Haya walked to the edge of the porch steps and collapsed onto the concrete, burying his face in his hands. His mind was spinning in a dark, inescapable loop.

They know, he thought, his chest tightening until it hurt to breathe. They all know exactly what happened. From the beach to the hill. There is a massive secret they are keeping away from me.

He let out a ragged breath, his hands dropping to his lap. He reached into his pocket and pulled out his phone. The screen illuminated his face in a harsh, cold blue light. He opened his messaging app, his thumb hovering over the private group chat with his four friends. He wanted to type, wanted to ask if they remembered anything from eight years ago.

But his thumb froze.

No, his inner voice whispered, a chilling realization settling deep into his gut. If my own family is willing to lock me out of my own head,neither do they , right?

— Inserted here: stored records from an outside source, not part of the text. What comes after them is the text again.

//! Settings file handling.

use serde::{Deserialize, Serialize};
use std::collections::BTreeMap;
use std::env;
use std::fs;
use std::path::{Path, PathBuf};

use crate::catalog::{CatalogError, CatalogRegistry, QueryType};
use crate::compile::CompileOptions;
use crate::schema::Introspect;
use crate::sql::Dialect;

/// Error type for settings.
#[derive(Debug, thiserror::Error)]
pub enum SettingsError {
    #[error("Config file not found: {0}")]
    FileNotFound(PathBuf),

    #[error("Failed to read config file: {0}")]
    ReadError(#[from] std::io::Error),

    #[error("Failed to parse config file: {0}")]
    ParseError(#[from] toml::de::Error),

    #[error("Missing environment variable: {0}")]
    MissingEnvVar(String),

    #[error("Query type not found: {0}")]
    QueryTypeNotFound(String),

    #[error(transparent)]
    Catalog(#[from] CatalogError),

    #[error("Invalid configuration: {0}")]
    InvalidConfig(String),
}

/// Root configuration structure.
#[derive(Debug, Clone, Default, Deserialize, Serialize)]
#[serde(default)]
pub struct Settings {
    /// SQL generation settings.
    pub compiler: CompilerSettings,

    /// Where the entity schema lives.
    pub schema: SchemaSettings,

    /// Log filter used by the CLI.
    pub logging: LoggingSettings,

    /// Named query types, keyed by name.
    pub query_types: BTreeMap<String, QueryTypeSettings>,
}

/// SQL generation settings.
#[derive(Debug, Clone, Deserialize, Serialize)]
#[serde(default)]
pub struct CompilerSettings {
    /// Target dialect.
    pub dialect: Dialect,

    /// Soft-delete column; an empty string disables the check.
    pub soft_delete_column: String,
}

impl Default for CompilerSettings {
    fn default() -> Self {
        Self {
            dialect: Dialect::default(),
            soft_delete_column: "deleted_at".to_string(),
        }
    }
}

/// Schema location.
#[derive(Debug, Clone, Default, Deserialize, Serialize)]
#[serde(default)]
pub struct SchemaSettings {
    /// Path to a schema TOML file (supports ${ENV_VAR} expansion).
    pub path: Option<String>,
}

/// Logging configuration.
#[derive(Debug, Clone, Deserialize, Serialize)]
#[serde(default)]
pub struct LoggingSettings {
    /// `tracing` filter directive, used when `RUST_LOG` is unset.
    pub filter: String,
}

impl Default for LoggingSettings {
    fn default() -> Self {
        Self {
            filter: "warn".to_string(),
        }
    }
}

/// One `[query_types.<name>]` table.
#[derive(Debug, Clone, Deserialize, Serialize)]
pub struct QueryTypeSettings {
    pub entity: String,
    #[serde(default)]
    pub only: Vec<String>,
    #[serde(default)]
    pub exclude: Vec<String>,
}

impl Settings {
    /// Load settings from a TOML file.
    pub fn from_file<P: AsRef<Path>>(path: P) -> Result<Self, SettingsError> {
        let path = path.as_ref();
        if !path.exists() {
            return Err(SettingsError::FileNotFound(path.to_path_buf()));
        }

        let content = fs::read_to_string(path)?;
        let settings: Settings = toml::from_str(&content)?;
        tracing::debug!(path = %path.display(), query_types = settings.query_types.len(), "loaded settings");
        Ok(settings)
    }

    /// Load settings from the default config file locations.
    ///
    /// Searches in order:
    /// 1. Environment variable `SIFT_CONFIG`
    /// 2. `./sift.toml`
    /// 3. `~/.config/sift/config.toml`
    pub fn load() -> Result<Self, SettingsError> {
        // Check environment variable first
        if let Ok(path) = env::var("SIFT_CONFIG") {
            return Self::from_file(&path);
        }

        // Check local directory
        let local_config = PathBuf::from("sift.toml");
        if local_config.exists() {
            return Self::from_file(&local_config);
        }

        // Check user config directory
        if let Some(config_dir) = dirs::config_dir() {
            let user_config = config_dir.join("sift").join("config.toml");
            if user_config.exists() {
                return Self::from_file(&user_config);
            }
        }

        // Return defaults if no config file found
        Ok(Settings::default())
    }

    /// Compiler options from the `[compiler]` section.
    pub fn compile_options(&self) -> CompileOptions {
        let column = self.compiler.soft_delete_column.trim();
        CompileOptions::default()
            .with_dialect(self.compiler.dialect)
            .with_soft_delete_column((!column.is_empty()).then_some(column))
    }

    /// The schema file path with environment variables expanded.
    pub fn schema_path(&self) -> Result<Option<PathBuf>, SettingsError> {
        self.schema
            .path
            .as_deref()
            .map(|p| expand_env_vars(p).map(PathBuf::from))
            .transpose()
    }

    /// Get a query type by name.
    pub fn query_type(&self, name: &str) -> Result<QueryType, SettingsError> {
        let config = self
            .query_types
            .get(name)
            .ok_or_else(|| SettingsError::QueryTypeNotFound(name.to_string()))?;
        if config.entity.trim().is_empty() {
            return Err(SettingsError::InvalidConfig(format!(
                "query type '{}' has no entity",
                name
            )));
        }
        Ok(QueryType::new(name, &config.entity)
            .only(config.only.iter().cloned())
            .exclude(config.exclude.iter().cloned()))
    }

    /// Register every configured query type against `schema`.
    pub fn registry(&self, schema: &dyn Introspect) -> Result<CatalogRegistry, SettingsError> {
        let registry = CatalogRegistry::new();
        for name in self.query_types.keys() {
            registry.register(schema, &self.query_type(name)?)?;
        }
        Ok(registry)
    }
}

/// Expand environment variables in a string.
///
/// Supports `${VAR}` and `$VAR` syntax.
pub fn expand_env_vars(s: &str) -> Result<String, SettingsError> {
    let mut result = String::with_capacity(s.len());
    let mut chars = s.chars().peekable();

    while let Some(c) = chars.next() {
        if c != '$' {
            result.push(c);
            continue;
        }

        let var_name: String = if chars.peek() == Some(&'{') {
            chars.next(); // consume '{'
            chars.by_ref().take_while(|&ch| ch != '}').collect()
        } else {
            // $VAR ends at the first non-alphanumeric/underscore
            let mut name = String::new();
            while let Some(ch) = chars.next_if(|ch| ch.is_alphanumeric() || *ch == '_') {
                name.push(ch);
            }
            if name.is_empty() {
                // Just a lone $, keep it
                result.push('$');
                continue;
            }
            name
        };

        let value =
            env::var(&var_name).map_err(|_| SettingsError::MissingEnvVar(var_name.clone()))?;
        result.push_str(&value);
    }

    Ok(result)
}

He shoved the phone back into his pocket, his jaw hardening. He couldn't trust human words anymore. The truth wasn't going to be found in a voluntary confession, but maybe, just maybe, there would be a clue they would accidentally slip. Even though there was only a small chance of that happening, he couldn't gamble on it. If he wanted to know why his family had rewritten his reality, he had to find the physical evidence himself.

He stood up, his eyes turning slowly toward the side of the house.

Behind the main residential structure lay the old wooden storage shed—a weathered, single-room building where his late father's old tools, broken furniture, and boxes of ancestral documents were kept under a layer of permanent dust. It was a place Mom rarely visited, claiming the damp air triggered her asthma.

If there was any trace of his childhood—any medical reports, old school files, or police documents—it would be buried there.

Haya stepped off the porch, his boots crunching softly against the gravel as he slunk into the shadows, heading toward the shed.